Przecież to wie nawet dziecko, że jeśli ktoś jest skłonny dać więcej, to takiemu opłaca się sprzedać. Skoro taki klient jest skłonny dać więcej, ponieważ potrzebuje usługi to czy jest to naciąganie? Naciąganie jest wtedy gdy taki klient, który ma swoją stronę www, nie potrzebuje wcale lepszej a taki freelancer stara się mu taką wcisnąć, bez żadnego uzasadnienia przyszłych korzyści. To tak jak jeszcze nie tak dawno temu akwizytorzy wciskali TV satelitarną, z abonamentem i jednorazowym kosztem kilkaset zł, kiedy takiemu wystarczy tylko dekoder DVB-T za ok 150 zł. A ilość kanałów jest i tak dla takiego zadowalająca.
Mateusz Kurleto

Mateusz Kurleto Szukamy wybitnych
talentów do
świetnego zespołu IT
w Gdańsku

Temat: Nieudane rozmowy z klientem

Dariusz Rorat:
Mateusz Kurleto:
A ja stosuję stawki reprezentujące wartość pracy, którą oferuję i nie zależnie od tego czy z klienta da się "wyciągnąć" więcej czy mniej - mój sposób kalkulacji oferty jest taki sam.

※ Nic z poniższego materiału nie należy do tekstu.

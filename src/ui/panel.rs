use anyhow::{Context, Result};

use crate::db::store::StoreError;
use crate::db::{self, Database};

use super::forms::Form;

/// The seven features the sidebar offers. A fixed enum instead of a dynamic
/// name-to-constructor registry: the mapping is resolved at compile time and
/// mounting reports its errors explicitly at the call site.
#[derive(Debug, Copy, Clone, PartialEq, Eq)]
pub enum Feature {
    Lms,
    Library,
    Transport,
    Hostel,
    Inventory,
    Hr,
    Attendance,
}

impl Feature {
    pub const ALL: [Feature; 7] = [
        Feature::Lms,
        Feature::Library,
        Feature::Transport,
        Feature::Hostel,
        Feature::Inventory,
        Feature::Hr,
        Feature::Attendance,
    ];

    pub fn title(self) -> &'static str {
        match self {
            Feature::Lms => "Learning Management System",
            Feature::Library => "Library Management",
            Feature::Transport => "Transport Management",
            Feature::Hostel => "Hostel Management",
            Feature::Inventory => "Inventory Management",
            Feature::Hr => "HR Management",
            Feature::Attendance => "Biometrics/RFID",
        }
    }
}

/// What a section's submit button does. Dispatched in [`run_action`]; the
/// success notice comes back from there so attendance can personalize it.
#[derive(Copy, Clone)]
pub(crate) enum SubmitAction {
    AddAssignment,
    AddBook,
    AddBus,
    AddRoute,
    AddHostel,
    AddRoom,
    AddItem,
    AddStaff,
    MarkAttendance,
}

/// A list of display lines under a section, with a movable selection.
pub(crate) struct ListView {
    pub(crate) title: &'static str,
    pub(crate) rows: Vec<String>,
    pub(crate) selected: usize,
}

impl ListView {
    fn new(title: &'static str) -> Self {
        Self {
            title,
            rows: Vec::new(),
            selected: 0,
        }
    }

    pub(crate) fn move_selection(&mut self, offset: isize) {
        if self.rows.is_empty() {
            return;
        }
        let len = self.rows.len() as isize;
        let new = (self.selected as isize + offset).clamp(0, len - 1);
        self.selected = new as usize;
    }

    fn ensure_in_bounds(&mut self) {
        if self.rows.is_empty() {
            self.selected = 0;
        } else if self.selected >= self.rows.len() {
            self.selected = self.rows.len() - 1;
        }
    }
}

/// One form plus (usually) the list it feeds. A panel is just a sequence of
/// these; the hostel and transport panels carry two, everyone else one.
pub(crate) struct Section {
    pub(crate) heading: Option<&'static str>,
    pub(crate) form: Form,
    pub(crate) action: SubmitAction,
    pub(crate) list: Option<ListView>,
}

impl Section {
    fn new(
        heading: Option<&'static str>,
        form: Form,
        action: SubmitAction,
        list_title: Option<&'static str>,
    ) -> Self {
        Self {
            heading,
            form,
            action,
            list: list_title.map(ListView::new),
        }
    }
}

/// A mounted feature panel. Constructed fresh on every sidebar selection so
/// switching away and back always re-queries the store.
pub(crate) struct Panel {
    pub(crate) feature: Feature,
    pub(crate) sections: Vec<Section>,
    pub(crate) active_section: usize,
    /// Attachment paths aligned with the LMS list rows; empty elsewhere.
    attachments: Vec<String>,
}

impl Panel {
    /// Build the panel for a feature, ensure the schema, and load its lists.
    pub(crate) fn mount(db: &Database, feature: Feature) -> Result<Self> {
        db.ensure_schema()
            .context("failed to prepare the database")?;

        let sections = match feature {
            Feature::Lms => {
                let mut form = Form::new(db::lms::ASSIGNMENTS.columns);
                form.seed(3, db::lms::today());
                vec![Section::new(
                    None,
                    form,
                    SubmitAction::AddAssignment,
                    Some("All Assignments:"),
                )]
            }
            Feature::Library => vec![Section::new(
                None,
                Form::new(db::library::BOOKS.columns),
                SubmitAction::AddBook,
                Some("All Books:"),
            )],
            Feature::Transport => vec![
                Section::new(
                    Some("Add Bus"),
                    Form::new(db::transport::BUSES.columns),
                    SubmitAction::AddBus,
                    Some("Buses:"),
                ),
                Section::new(
                    Some("Add Route"),
                    Form::new(db::transport::ROUTES.columns),
                    SubmitAction::AddRoute,
                    Some("Routes:"),
                ),
            ],
            Feature::Hostel => vec![
                Section::new(
                    Some("Add Hostel"),
                    Form::new(db::hostel::HOSTELS.columns),
                    SubmitAction::AddHostel,
                    None,
                ),
                Section::new(
                    Some("Add Room"),
                    Form::new(&db::hostel::ROOMS.columns[1..]),
                    SubmitAction::AddRoom,
                    Some("Hostel Rooms:"),
                ),
            ],
            Feature::Inventory => vec![Section::new(
                None,
                Form::new(db::inventory::ITEMS.columns),
                SubmitAction::AddItem,
                Some("Inventory Items:"),
            )],
            Feature::Hr => vec![Section::new(
                None,
                Form::new(db::hr::STAFF.columns),
                SubmitAction::AddStaff,
                Some("Staff List:"),
            )],
            Feature::Attendance => vec![Section::new(
                None,
                Form::new(&db::attendance::ATTENDANCE.columns[..1]),
                SubmitAction::MarkAttendance,
                Some("Today's Attendance:"),
            )],
        };

        let mut panel = Self {
            feature,
            sections,
            active_section: 0,
            attachments: Vec::new(),
        };
        panel.reload(db)?;
        Ok(panel)
    }

    /// Refresh every list in the panel from the store.
    pub(crate) fn reload(&mut self, db: &Database) -> Result<()> {
        for section in &mut self.sections {
            let action = section.action;
            if let Some(list) = &mut section.list {
                list.rows = load_rows(db, action)?;
                list.ensure_in_bounds();
            }
        }
        if self.feature == Feature::Lms {
            self.attachments = db::lms::list_assignments(db)?
                .into_iter()
                .map(|assignment| assignment.file_path)
                .collect();
        }
        Ok(())
    }

    /// Submit the active section. On success the form clears back to its
    /// seeds, every list reloads, and the notice bubbles up to the footer; on
    /// a store error the inputs stay put and the message renders inline.
    pub(crate) fn submit(&mut self, db: &Database) -> Result<Option<String>> {
        let index = self.active_section;
        let action = self.sections[index].action;
        let values: Vec<String> = self.sections[index]
            .form
            .values()
            .iter()
            .map(|value| value.to_string())
            .collect();
        let raw: Vec<&str> = values.iter().map(String::as_str).collect();

        match run_action(db, action, &raw) {
            Ok(notice) => {
                self.sections[index].form.clear();
                self.reload(db)?;
                Ok(Some(notice))
            }
            Err(err) => {
                self.sections[index].form.error = Some(err.to_string());
                Ok(None)
            }
        }
    }

    /// Move field focus forward, rolling over into the next section.
    pub(crate) fn focus_next_field(&mut self) {
        if !self.sections[self.active_section].form.next_field() {
            self.active_section = (self.active_section + 1) % self.sections.len();
            self.sections[self.active_section].form.focus_first();
        }
    }

    /// Move field focus backward, rolling over into the previous section.
    pub(crate) fn focus_prev_field(&mut self) {
        if !self.sections[self.active_section].form.prev_field() {
            self.active_section = if self.active_section == 0 {
                self.sections.len() - 1
            } else {
                self.active_section - 1
            };
            self.sections[self.active_section].form.focus_last();
        }
    }

    pub(crate) fn push_char(&mut self, ch: char) {
        self.sections[self.active_section].form.push_char(ch);
    }

    pub(crate) fn backspace(&mut self) {
        self.sections[self.active_section].form.backspace();
    }

    /// Move the selection of the active section's list, falling back to the
    /// first list in the panel when the active section has none.
    pub(crate) fn move_list_selection(&mut self, offset: isize) {
        let index = self.active_section;
        let target = if self.sections[index].list.is_some() {
            index
        } else {
            match self
                .sections
                .iter()
                .position(|section| section.list.is_some())
            {
                Some(found) => found,
                None => return,
            }
        };
        if let Some(list) = &mut self.sections[target].list {
            list.move_selection(offset);
        }
    }

    /// Attachment path of the selected LMS assignment, if any. `Some("")`
    /// means the assignment exists but carries no attachment.
    pub(crate) fn selected_attachment(&self) -> Option<&str> {
        if self.feature != Feature::Lms {
            return None;
        }
        let list = self.sections.first()?.list.as_ref()?;
        if list.rows.is_empty() {
            return None;
        }
        self.attachments.get(list.selected).map(String::as_str)
    }
}

/// Dispatch one submit to the matching record store and produce the success
/// notice shown in the footer.
fn run_action(db: &Database, action: SubmitAction, raw: &[&str]) -> Result<String, StoreError> {
    match action {
        SubmitAction::AddAssignment => {
            db::lms::add_assignment(db, raw[0], raw[1], raw[2], raw[3])?;
            Ok("Assignment added!".to_string())
        }
        SubmitAction::AddBook => {
            db::library::add_book(db, raw[0], raw[1], raw[2], raw[3])?;
            Ok("Book added successfully.".to_string())
        }
        SubmitAction::AddBus => {
            db::transport::add_bus(db, raw[0], raw[1])?;
            Ok("Bus added successfully.".to_string())
        }
        SubmitAction::AddRoute => {
            db::transport::add_route(db, raw[0], raw[1])?;
            Ok("Route added successfully.".to_string())
        }
        SubmitAction::AddHostel => {
            db::hostel::add_hostel(db, raw[0])?;
            Ok("Hostel added!".to_string())
        }
        SubmitAction::AddRoom => {
            db::hostel::add_room(db, raw[0], raw[1])?;
            Ok("Room added!".to_string())
        }
        SubmitAction::AddItem => {
            db::inventory::add_item(db, raw[0], raw[1], raw[2])?;
            Ok("Item added successfully.".to_string())
        }
        SubmitAction::AddStaff => {
            db::hr::add_staff(db, raw[0], raw[1], raw[2])?;
            Ok("Staff member added!".to_string())
        }
        SubmitAction::MarkAttendance => {
            db::attendance::mark(db, raw[0])?;
            Ok(format!("{}'s attendance marked.", raw[0].trim()))
        }
    }
}

/// Load the display lines backing one section's list.
fn load_rows(db: &Database, action: SubmitAction) -> Result<Vec<String>> {
    let rows = match action {
        SubmitAction::AddAssignment => db::lms::list_assignments(db)?
            .iter()
            .map(|row| row.display_line())
            .collect(),
        SubmitAction::AddBook => db::library::list_books(db)?
            .iter()
            .map(|row| row.display_line())
            .collect(),
        SubmitAction::AddBus => db::transport::list_buses(db)?
            .iter()
            .map(|row| row.display_line())
            .collect(),
        SubmitAction::AddRoute => db::transport::list_routes(db)?
            .iter()
            .map(|row| row.display_line())
            .collect(),
        SubmitAction::AddHostel => Vec::new(),
        SubmitAction::AddRoom => db::hostel::list_rooms(db)?
            .iter()
            .map(|row| row.display_line())
            .collect(),
        SubmitAction::AddItem => db::inventory::list_items(db)?
            .iter()
            .map(|row| row.display_line())
            .collect(),
        SubmitAction::AddStaff => db::hr::list_staff(db)?
            .iter()
            .map(|row| row.display_line())
            .collect(),
        SubmitAction::MarkAttendance => db::attendance::list_today(db)?
            .iter()
            .map(|row| row.display_line())
            .collect(),
    };
    Ok(rows)
}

Widzisz, swoją stawkę można dość łatwo wyliczyć na podstawie swoich kosztów i są nawet takie kalkulatory.
Różnica w naszych podejściach polega na tym, że ty chcesz uzyskać kontrakt pokrywający Twoje koszty z maksymalną marżą wynikającą z zależności popyt/podaż. Z tego co rozumiem proponujesz argumentację potrzebuję zarabiać 100zł za rbh, żeby mi się opłacało, ale pod koniec roku jest więcej zleceń, więc w listopadzie i grudniu moja stawka wnosi 120zł, a w styczniu i lipcu 80zł.

Ja chcę sprzedać swoje usługi za cenę reprezentującą ich wartość dla klienta.
Ja mówię - opracuję wymagania, zaprojektuję, zaimplementuję i wdrożę system, który spowoduje zmniejszenie zapotrzebowanie na kapitał obrotowy poprzez zmniejszenie wartości magazynu zapasów 3-krotnie przy utrzymaniu KPI produkcji i logistyki.
Projekt potrwa rok, efekty będą po 2 latach od rozpoczęcia projektu, koszt całego projektu to 2 mln zł. Proponuję pozyskanie dofinansowania z UE, efektywny koszt uwzględniający dyskonto i utrzymanie cashflow wyniesie 1 mln zł.
Firma ma magazyn zapasów o wartości 15 mln zł, obniżenie jego wartości 3 krotnie spowoduje uwolnienie ok 10 mln zł kapitału. 10 mln zł w perspektywie roku warte są ok 1-1,5 mln zł. Zatem moje usługi zwrócą się w 9-12 miesięcy od wdrożenia..
Serio uważasz, że przy tak postawionej sprawie będę negocjował, czy stawka za rbh kosztuje 100 czy 150zł?
Jarosław Żeliński

Jarosław Żeliński Analityk i
Projektant Systemów

Temat: Nieudane rozmowy z klientem

Widzisz, swoją stawkę można dość łatwo wyliczyć na podstawie swoich kosztów i są nawet takie kalkulatory.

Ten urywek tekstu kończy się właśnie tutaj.